(Excerpts from a dataset)
▶
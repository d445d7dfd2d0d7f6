//! Checkout route handlers.
//!
//! The checkout flow is a state machine stored in the session. Entering
//! checkout snapshots the cart; submitting the payment form runs a simulated
//! payment and, on success, clears the cart.

use askama::Template;
use askama_web::WebTemplate;
use axum::{
    Form,
    extract::State,
    http::StatusCode,
    response::{IntoResponse, Redirect, Response},
};
use brew_and_bites_core::{
    CartAction, CheckoutError, CheckoutFlow, CheckoutSnapshot, PaymentDetails, PaymentOutcome,
    TAX_RATE_PERCENT,
};
use tower_sessions::Session;
use tracing::instrument;

use crate::error::{Result, add_breadcrumb};
use crate::models::{CartStore, load_checkout, save_checkout};
use crate::routes::cart::CartItemView;
use crate::services::PaymentError;
use crate::state::AppState;

/// Failure reason for a payment whose request went away mid-flight.
pub const INTERRUPTED_REASON: &str = "Your previous payment attempt was interrupted";

/// Failure reason for a payment task that did not finish.
const TASK_FAILED_REASON: &str = "Payment could not be processed";

/// Order summary display data.
#[derive(Clone)]
pub struct OrderSummaryView {
    pub items: Vec<CartItemView>,
    pub subtotal: String,
    pub tax_label: String,
    pub tax: String,
    pub total: String,
    pub pay_label: String,
}

impl OrderSummaryView {
    fn new(snapshot: &CheckoutSnapshot, state: &AppState) -> Self {
        let total = state.format_price(snapshot.total());
        Self {
            items: snapshot
                .items()
                .iter()
                .map(|item| CartItemView::new(item, state))
                .collect(),
            subtotal: state.format_price(snapshot.subtotal()),
            tax_label: format!("Tax ({TAX_RATE_PERCENT}%)"),
            tax: state.format_price(snapshot.tax()),
            pay_label: format!("Pay {total}"),
            total,
        }
    }
}

/// Checkout form page template.
#[derive(Template, WebTemplate)]
#[template(path = "checkout/show.html")]
pub struct CheckoutTemplate {
    pub summary: OrderSummaryView,
    /// Previously entered details; card number and CVV are never echoed.
    pub details: PaymentDetails,
    pub error: Option<String>,
    pub processing: bool,
    pub cart_count: u32,
}

/// Empty cart checkout template.
#[derive(Template, WebTemplate)]
#[template(path = "checkout/empty.html")]
pub struct CheckoutEmptyTemplate {
    pub cart_count: u32,
}

/// Order confirmation template.
#[derive(Template, WebTemplate)]
#[template(path = "checkout/success.html")]
pub struct CheckoutSuccessTemplate {
    pub order_number: String,
    pub total: String,
    pub redirect_delay_secs: u32,
    pub cart_count: u32,
}

/// Render the page for the current state of the flow.
fn render(
    state: &AppState,
    flow: &CheckoutFlow,
    details: PaymentDetails,
    cart_count: u32,
) -> Response {
    match flow {
        CheckoutFlow::Empty => CheckoutEmptyTemplate { cart_count }.into_response(),
        CheckoutFlow::Idle {
            snapshot,
            last_failure,
        } => CheckoutTemplate {
            summary: OrderSummaryView::new(snapshot, state),
            details: redact(details),
            error: last_failure.clone(),
            processing: false,
            cart_count,
        }
        .into_response(),
        CheckoutFlow::Processing { snapshot } => CheckoutTemplate {
            summary: OrderSummaryView::new(snapshot, state),
            details: redact(details),
            error: None,
            processing: true,
            cart_count,
        }
        .into_response(),
        CheckoutFlow::Succeeded { confirmation, .. } => CheckoutSuccessTemplate {
            order_number: confirmation.order_number.clone(),
            total: state.format_price(confirmation.total),
            redirect_delay_secs: state.config().checkout.redirect_delay_secs,
            cart_count,
        }
        .into_response(),
    }
}

/// Drop the card number and CVV before details are echoed back.
fn redact(details: PaymentDetails) -> PaymentDetails {
    PaymentDetails {
        card_number: String::new(),
        cvv: String::new(),
        ..details
    }
}

/// Human-readable list of blank form fields.
fn missing_fields_message(missing: &[&str]) -> String {
    let labels: Vec<String> = missing.iter().map(|name| name.replace('_', " ")).collect();
    format!("Please fill in: {}", labels.join(", "))
}

/// Return a Processing flow to Idle when its payment is no longer running.
///
/// This happens when the request that started the payment was dropped
/// before it could store the outcome.
fn recover_stale(state: &AppState, flow: &mut CheckoutFlow) -> Result<bool> {
    let stale = match flow {
        CheckoutFlow::Processing { snapshot } => {
            !state.payments().is_processing(snapshot.checkout_id)
        }
        _ => false,
    };
    if stale {
        tracing::warn!("Recovering checkout left in processing");
        flow.finish(PaymentOutcome::Failure(INTERRUPTED_REASON.to_string()))?;
    }
    Ok(stale)
}

/// Snapshot the cart and enter checkout.
///
/// Redirects to the checkout page. An empty cart enters the empty state.
#[instrument(skip(state, session))]
pub async fn start(State(state): State<AppState>, session: Session) -> Result<Redirect> {
    if let Some(mut current) = load_checkout(&session).await? {
        recover_stale(&state, &mut current)?;
        if current.is_processing() {
            return Err(CheckoutError::AlreadyProcessing.into());
        }
    }

    let store = CartStore::load(session.clone()).await?;
    let flow = CheckoutFlow::enter(Some(CheckoutSnapshot::from_cart(store.cart())));
    save_checkout(&session, &flow).await?;

    if let Some(snapshot) = flow.snapshot() {
        let checkout_id = snapshot.checkout_id.to_string();
        tracing::info!(%checkout_id, total = %snapshot.total(), "Checkout started");
        add_breadcrumb("checkout", "Checkout started", Some(&[("checkout_id", checkout_id.as_str())]));
    } else {
        tracing::debug!("Checkout started with an empty cart");
    }

    Ok(Redirect::to("/checkout"))
}

/// Display the checkout page for the current flow state.
///
/// Visiting without going through [`start`] lands in the empty state; only
/// [`start`] takes a snapshot of the cart.
#[instrument(skip(state, session))]
pub async fn show(State(state): State<AppState>, session: Session) -> Result<Response> {
    let store = CartStore::load(session.clone()).await?;

    let flow = match load_checkout(&session).await? {
        Some(mut flow) => {
            if recover_stale(&state, &mut flow)? {
                save_checkout(&session, &flow).await?;
            }
            flow
        }
        None => {
            tracing::debug!("Checkout visited without a snapshot");
            let flow = CheckoutFlow::enter(None);
            save_checkout(&session, &flow).await?;
            flow
        }
    };

    Ok(render(
        &state,
        &flow,
        PaymentDetails::default(),
        store.cart().total_count(),
    ))
}

/// Submit payment details and run the simulated payment.
///
/// Submitting from the empty state never starts a payment. A second
/// submission while a payment is running is rejected with 409 Conflict.
#[instrument(skip(state, session))]
pub async fn submit(
    State(state): State<AppState>,
    session: Session,
    Form(details): Form<PaymentDetails>,
) -> Result<Response> {
    let mut store = CartStore::load(session.clone()).await?;
    let mut flow = load_checkout(&session)
        .await?
        .unwrap_or(CheckoutFlow::Empty);
    recover_stale(&state, &mut flow)?;

    if flow == CheckoutFlow::Empty {
        tracing::debug!("Payment submitted with an empty cart");
        return Ok(CheckoutEmptyTemplate {
            cart_count: store.cart().total_count(),
        }
        .into_response());
    }

    if let CheckoutFlow::Idle { snapshot, .. } = &flow {
        let missing = details.missing_fields();
        if !missing.is_empty() {
            tracing::debug!(?missing, "Payment form incomplete");
            let page = CheckoutTemplate {
                summary: OrderSummaryView::new(snapshot, &state),
                details: redact(details),
                error: Some(missing_fields_message(&missing)),
                processing: false,
                cart_count: store.cart().total_count(),
            };
            return Ok((StatusCode::UNPROCESSABLE_ENTITY, page).into_response());
        }
    }

    let snapshot = flow.begin_processing()?;
    save_checkout(&session, &flow).await?;

    let checkout_id = snapshot.checkout_id;
    let outcome = match state.payments().charge(checkout_id, snapshot.total()).await {
        Ok(outcome) => outcome,
        Err(err @ PaymentError::Task(_)) => {
            flow.finish(PaymentOutcome::Failure(TASK_FAILED_REASON.to_string()))?;
            save_checkout(&session, &flow).await?;
            return Err(err.into());
        }
        Err(err) => return Err(err.into()),
    };

    flow.finish(outcome)?;

    if let CheckoutFlow::Succeeded { confirmation, .. } = &flow {
        store.dispatch(CartAction::Clear);
        store.commit().await?;
        tracing::info!(
            %checkout_id,
            order_number = %confirmation.order_number,
            "Order confirmed"
        );
        add_breadcrumb(
            "checkout",
            "Order confirmed",
            Some(&[("order_number", confirmation.order_number.as_str())]),
        );
    }
    save_checkout(&session, &flow).await?;

    Ok(render(&state, &flow, details, store.cart().total_count()))
}

#[cfg(test)]
mod tests {
    use std::time::Duration;

    use brew_and_bites_core::{Catalog, ProductId};

    use super::*;
    use crate::config::{CheckoutConfig, StorefrontConfig};

    fn state() -> AppState {
        let config = StorefrontConfig {
            checkout: CheckoutConfig {
                payment_delay: Duration::ZERO,
                ..CheckoutConfig::default()
            },
            ..StorefrontConfig::default()
        };
        AppState::new(config, Catalog::cafe_menu())
    }

    fn processing_flow() -> CheckoutFlow {
        let menu = Catalog::cafe_menu();
        let mut cart = brew_and_bites_core::Cart::new();
        cart.add_item(menu.get(&ProductId::from("espresso")).expect("on menu"));
        let mut flow = CheckoutFlow::enter(Some(CheckoutSnapshot::from_cart(&cart)));
        flow.begin_processing().expect("idle flow starts");
        flow
    }

    #[test]
    fn test_missing_fields_message() {
        assert_eq!(
            missing_fields_message(&["card_number", "postal_code"]),
            "Please fill in: card number, postal code"
        );
    }

    #[test]
    fn test_redact_clears_card_data() {
        let details = redact(PaymentDetails {
            card_number: "4111111111111111".to_string(),
            cvv: "123".to_string(),
            email: "ada@example.com".to_string(),
            ..PaymentDetails::default()
        });
        assert!(details.card_number.is_empty());
        assert!(details.cvv.is_empty());
        assert_eq!(details.email, "ada@example.com");
    }

    #[test]
    fn test_order_summary_labels() {
        let flow = processing_flow();
        let summary = OrderSummaryView::new(flow.snapshot().expect("snapshot"), &state());

        assert_eq!(summary.subtotal, "RM 3.50");
        assert_eq!(summary.tax_label, "Tax (6%)");
        assert_eq!(summary.tax, "RM 0.21");
        assert_eq!(summary.total, "RM 3.71");
        assert_eq!(summary.pay_label, "Pay RM 3.71");
    }

    #[test]
    fn test_stale_processing_flow_is_recovered() {
        let mut flow = processing_flow();

        assert!(recover_stale(&state(), &mut flow).expect("recovers"));

        let CheckoutFlow::Idle { last_failure, .. } = &flow else {
            panic!("expected Idle, got {flow:?}");
        };
        assert_eq!(last_failure.as_deref(), Some(INTERRUPTED_REASON));
    }

    #[test]
    fn test_idle_flow_is_not_recovered() {
        let mut flow = processing_flow();
        flow.finish(PaymentOutcome::Failure("declined".to_string()))
            .expect("finish");
        let before = flow.clone();

        assert!(!recover_stale(&state(), &mut flow).expect("no-op"));
        assert_eq!(flow, before);
    }
}
//! Request ID middleware for request tracing and correlation.
//!
//! Generates a UUID v4 for each request unless a reverse proxy already set
//! one. The request ID is:
//! - Recorded in the current tracing span
//! - Added to the Sentry scope for error correlation
//! - Returned in the response headers

use axum::{extract::Request, http::HeaderValue, middleware::Next, response::Response};
use tracing::Span;
use uuid::Uuid;

/// The HTTP header name for request IDs.
pub const REQUEST_ID_HEADER: &str = "x-request-id";

/// Middleware that ensures every request has a unique request ID.
///
/// An incoming `x-request-id` header is reused; otherwise a new UUID v4 is
/// generated.
pub async fn request_id_middleware(request: Request, next: Next) -> Response {
    let request_id = request
        .headers()
        .get(REQUEST_ID_HEADER)
        .and_then(|h| h.to_str().ok())
        .filter(|id| !id.is_empty())
        .map_or_else(|| Uuid::new_v4().to_string(), String::from);

    // Record in current span for structured logging
    Span::current().record("request_id", &request_id);

    // Set in Sentry scope for error correlation
    sentry::configure_scope(|scope| {
        scope.set_tag("request_id", &request_id);
    });

    let mut response = next.run(request).await;

    // Add to response headers so clients can reference the request ID
    if let Ok(value) = HeaderValue::from_str(&request_id) {
        response.headers_mut().insert(REQUEST_ID_HEADER, value);
    }

    response
}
◀
(WHAT YOU ARE ASKED TO DO) Wherever a line holds the word "finish", copy that line out of the entries above.

(RESULT BELOW)
/// Failure reason for a payment task that did not finish.
        flow.finish(PaymentOutcome::Failure(INTERRUPTED_REASON.to_string()))?;
            flow.finish(PaymentOutcome::Failure(TASK_FAILED_REASON.to_string()))?;
    flow.finish(outcome)?;
        flow.finish(PaymentOutcome::Failure("declined".to_string()))
            .expect("finish");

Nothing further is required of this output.